The show ends with ‘Long Live the Great Communist Party’ flashing on the screen.
‘Road of Renaissance’ mixes two conflicting sentiments: victory and victimization. These clashing themes of unbridled national pride vs. distrust of foreigners are cross-stitched throughout the fabric of China’s national psyche and political culture. They are also deeply entrenched in China’s vast economic planning bureaucracy and fused into the DNA of the country’s extensive new industrial policies that Party leaders have hung under the banner of ‘Indigenous Innovation.’
The result is an indigenous innovation political and economic campaign that amounts to an all-hands-on-deck call to action for the Chinese nation to roll up its sleeves and complete the mission of catching up and even surpassing the West in science and technology that began 200 years ago when foreigners with modern weaponry and transportation technology came calling as the Chinese dynastic system was dissipating.
The campaign is focused on employing China’s fast-growing domestic market and powerful regulatory regime to decrease reliance on foreign technology and develop indigenous technologies that will enable China to solve its massive environmental, infrastructure and social problems, and as a result enhance both its economy and national security.
The slogan and broad plans for indigenous innovation were officially unveiled in 2006. But the policy’s importance and complexity are just now coming to global attention as supporting regulations pour out of bureaucracies in Beijing and across the country. In Party liturgy, ‘Indigenous Innovation’ is China’s follow-on blueprint to Deng Xiaoping’s 1978 ‘Reform and Opening.’ The evidence for the historical importance of indigenous innovation includes: the turbulent preparation process, unprecedented senior level management mobilization, elaborate web of policies and implementation tools and surging government science and technology spending – topping $130 billion this year, according to the National Bureau of Statistics – as China races to develop its own integrated circuits, passenger airliners, global technology standards and all manner of intellectual property.
All this is reinforced through frequent and forceful statements and speeches from President Hu Jintao and Premier Wen Jiabao. As Premier Wen said in unveiling the 2006 policy outline: ‘We fundamentally have to rely on two main drivers, one, to persist in the promotion of opening and reform, and two, rely on the progress of science and technology and the strengths of innovation.’
Indigenous innovation is a massive and complicated plan to turn the Chinese economy into a technology powerhouse by 2020 and a global leader by 2050. The landmark document that launched the campaign carries the bureaucratic title ‘The National Medium- and Long-Term Plan for the Development of Science and Technology (2006-2020)’ (now known in the West as the MLP). Bland as the title may be, the MLP describes itself as the ‘grand blueprint of science and technology development’ to bring about the ‘great renaissance of the Chinese nation.’
The MLP preamble calls for the Chinese people to ‘seize the opportunities and meet the challenges brought by the new science and technology revolution’ … because … ‘despite the size of our economy, our country is not an economic power, primarily because of our weak innovative capacity.’

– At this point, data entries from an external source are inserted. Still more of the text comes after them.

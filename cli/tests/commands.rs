#![allow(clippy::unwrap_used, clippy::expect_used)]
//! `rankwatch` binary tests
//!
//! Each test gets its own config file and database under a temp dir, and
//! runs the binary from there so no stray `.env` is picked up.
//!
//! ## Exit Codes
//! - 0: success
//! - 1: command failed
//! - 2: configuration could not be loaded

use std::fs;
use std::path::Path;
use std::time::Duration;

use anyhow::Result;
use chrono::{TimeZone, Utc};
use predicates::prelude::*;
use rankwatch_tracker::HistoryStore;
use rankwatch_tracker::store::NewRankRecord;
use tempfile::TempDir;

const CONFIG: &str = r#"
[[apps]]
name = "Demo"
url_template = "https://leaderboard.test/rankings?date={date}&app=1"
category = "Games"
emoji = "🎮"
"#;

fn rankwatch(home: &Path) -> Result<assert_cmd::Command> {
    let config_path = home.join("config.toml");
    if !config_path.exists() {
        fs::write(&config_path, CONFIG)?;
    }
    let mut cmd = assert_cmd::Command::cargo_bin("rankwatch")?;
    cmd.current_dir(home)
        .env("DATABASE_URL", home.join("ranks.db"))
        .env_remove("RANKWATCH_CONFIG")
        .env_remove("TWITTER_CONSUMER_KEY")
        .env_remove("TWITTER_CONSUMER_SECRET")
        .env_remove("TWITTER_ACCESS_TOKEN")
        .env_remove("TWITTER_ACCESS_SECRET")
        .arg("--config")
        .arg(&config_path);
    Ok(cmd)
}

#[test]
fn targets_substitutes_reference_date() -> Result<()> {
    let home = TempDir::new()?;
    rankwatch(home.path())?
        .args(["targets", "--date", "2024-03-09"])
        .assert()
        .success()
        .stdout(predicate::str::contains("Reference date: 2024-03-09"))
        .stdout(predicate::str::contains("🎮 Demo (Games)"))
        .stdout(predicate::str::contains(
            "https://leaderboard.test/rankings?date=2024-03-09&app=1",
        ));
    Ok(())
}

#[test]
fn history_lists_newest_first() -> Result<()> {
    let home = TempDir::new()?;
    let store = HistoryStore::open(&home.path().join("ranks.db"))?;
    for (day, all_rank) in [(8, 30), (9, 25)] {
        store.insert_rank_record(&NewRankRecord {
            app: "Demo".to_string(),
            date: Utc.with_ymd_and_hms(2024, 3, day, 8, 0, 0).unwrap(),
            category: "Games".to_string(),
            all_rank,
            specific_rank: 3,
        })?;
    }
    drop(store);

    let output = rankwatch(home.path())?
        .args(["history", "Demo"])
        .assert()
        .success()
        .get_output()
        .stdout
        .clone();
    let stdout = String::from_utf8(output)?;
    let newer = stdout.find("2024-03-09 08:00:00").expect("newer row");
    let older = stdout.find("2024-03-08 08:00:00").expect("older row");
    assert!(newer < older, "rows out of order:\n{stdout}");
    Ok(())
}

#[test]
fn logs_on_fresh_database_is_empty() -> Result<()> {
    let home = TempDir::new()?;
    rankwatch(home.path())?
        .arg("logs")
        .assert()
        .success()
        .stdout(predicate::str::contains("No log entries"));
    Ok(())
}

#[test]
fn live_run_without_credentials_fails() -> Result<()> {
    let home = TempDir::new()?;
    rankwatch(home.path())?
        .arg("run")
        .assert()
        .code(1)
        .stderr(predicate::str::contains(
            "missing posting credential TWITTER_CONSUMER_KEY",
        ));
    Ok(())
}

#[test]
fn schedule_without_credentials_fails_before_waiting() -> Result<()> {
    let home = TempDir::new()?;
    rankwatch(home.path())?
        .arg("schedule")
        .timeout(Duration::from_secs(30))
        .assert()
        .code(1)
        .stderr(predicate::str::contains(
            "missing posting credential TWITTER_CONSUMER_KEY",
        ));
    Ok(())
}

#[test]
fn invalid_config_exits_with_code_two() -> Result<()> {
    let home = TempDir::new()?;
    fs::write(home.path().join("config.toml"), "apps = []")?;
    rankwatch(home.path())?
        .arg("logs")
        .assert()
        .code(2)
        .stderr(predicate::str::contains("no apps configured"));
    Ok(())
}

The MLP blueprint is full of grand visions, good intentions and gilded rhetoric about international cooperation and friendship. It calls for fostering open-minded scientists who take risks and work in collaboration with the best scientists across the globe. It encourages Chinese enterprises to establish overseas research and development centers. It calls for ‘establishing the nation’s credibility and image in international cooperation’ and ‘to perfect the nation’s intellectual property rights system.’ It also sets goals for expanded cooperation with foreign universities, research centers and corporate R&D centers.
But it is also steeped in suspicion of outsiders. The MLP explicitly states that a key tool for China to create its own intellectual property and proprietary product lines will be through tweaking foreign technology. Indeed, the MLP defines indigenous innovation as ‘enhancing original innovation through co-innovation and re-innovation based on the assimilation of imported technologies.’ It also warns against blindly importing foreign technology without plans to transform it into Chinese technology. The report states: ‘One should be clearly aware that the importation of technologies without emphasizing the assimilation, absorption and re-innovation is bound to weaken the nation’s indigenous research and development capacity.’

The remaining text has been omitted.